• **Work request**
After locating the line that contains "match available.iter().position(|&b| b", restate it and each later line word for word through the end of the records.

Dataset entries
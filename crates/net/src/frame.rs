//! Newline-delimited frame encoding/decoding
//!
//! Wire format: one UTF-8 line per frame, terminated by `\n`.
//! A trailing `\r` is tolerated and blank lines are skipped.
//! Maximum frame size: 64KB (sanity limit)

use tokio::io::{AsyncBufRead, AsyncBufReadExt, AsyncReadExt, AsyncWrite, AsyncWriteExt};

use crate::error::{Error, Result};

/// Maximum allowed frame size (64KB)
const MAX_FRAME_SIZE: usize = 64 * 1024;

const LINE_ENDINGS: &[char] = &['\n', '\r'];

/// Read the next non-empty line from a stream
///
/// Returns `Ok(None)` once the peer has closed the stream.
pub async fn read_frame<R: AsyncBufRead + Unpin>(reader: &mut R) -> Result<Option<String>> {
    let mut buf = Vec::new();
    loop {
        buf.clear();
        let read = (&mut *reader)
            .take(MAX_FRAME_SIZE as u64 + 1)
            .read_until(b'\n', &mut buf)
            .await?;
        if read == 0 {
            return Ok(None);
        }

        if buf.len() > MAX_FRAME_SIZE && buf.last() != Some(&b'\n') {
            // Drop the rest of the line so the next read starts on a fresh frame
            skip_line(reader).await?;
            return Err(Error::Protocol(format!(
                "Frame too large: more than {} bytes",
                MAX_FRAME_SIZE
            )));
        }

        let line = String::from_utf8(std::mem::take(&mut buf))
            .map_err(|e| Error::Protocol(format!("Invalid UTF-8: {}", e)))?;
        let trimmed = line.trim_end_matches(LINE_ENDINGS);
        if trimmed.is_empty() {
            continue;
        }

        return Ok(Some(trimmed.to_string()));
    }
}

/// Discard input up to and including the next newline
async fn skip_line<R: AsyncBufRead + Unpin>(reader: &mut R) -> Result<()> {
    loop {
        let (consumed, done) = {
            let available = reader.fill_buf().await?;
            if available.is_empty() {
                return Ok(());
            }
            match available.iter().position(|&b| b == b'\n') {
                Some(pos) => (pos + 1, true),
                None => (available.len(), false),
            }
        };
        reader.consume(consumed);
        if done {
            return Ok(());
        }
    }
}

/// Write one frame followed by a newline
pub async fn write_frame<W: AsyncWrite + Unpin>(writer: &mut W, frame: &str) -> Result<()> {
    if frame.len() > MAX_FRAME_SIZE {
        return Err(Error::Protocol(format!(
            "Frame too large: {} bytes (max {})",
            frame.len(),
            MAX_FRAME_SIZE
        )));
    }

    let mut encoded = Vec::with_capacity(frame.len() + 1);
    encoded.extend_from_slice(frame.as_bytes());
    encoded.push(b'\n');
    writer.write_all(&encoded).await?;

    // Flush to ensure delivery
    writer.flush().await?;

    Ok(())
}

• **Solved problem**
            match available.iter().position(|&b| b == b'\n') {
                Some(pos) => (pos + 1, true),
                None => (available.len(), false),
            }
        };
        reader.consume(consumed);
        if done {
            return Ok(());
        }
    }
}

/// Write one frame followed by a newline
pub async fn write_frame<W: AsyncWrite + Unpin>(writer: &mut W, frame: &str) -> Result<()> {
    if frame.len() > MAX_FRAME_SIZE {
        return Err(Error::Protocol(format!(
            "Frame too large: {} bytes (max {})",
            frame.len(),
            MAX_FRAME_SIZE
        )));
    }

    let mut encoded = Vec::with_capacity(frame.len() + 1);
    encoded.extend_from_slice(frame.as_bytes());
    encoded.push(b'\n');
    writer.write_all(&encoded).await?;

    // Flush to ensure delivery
    writer.flush().await?;

    Ok(())
}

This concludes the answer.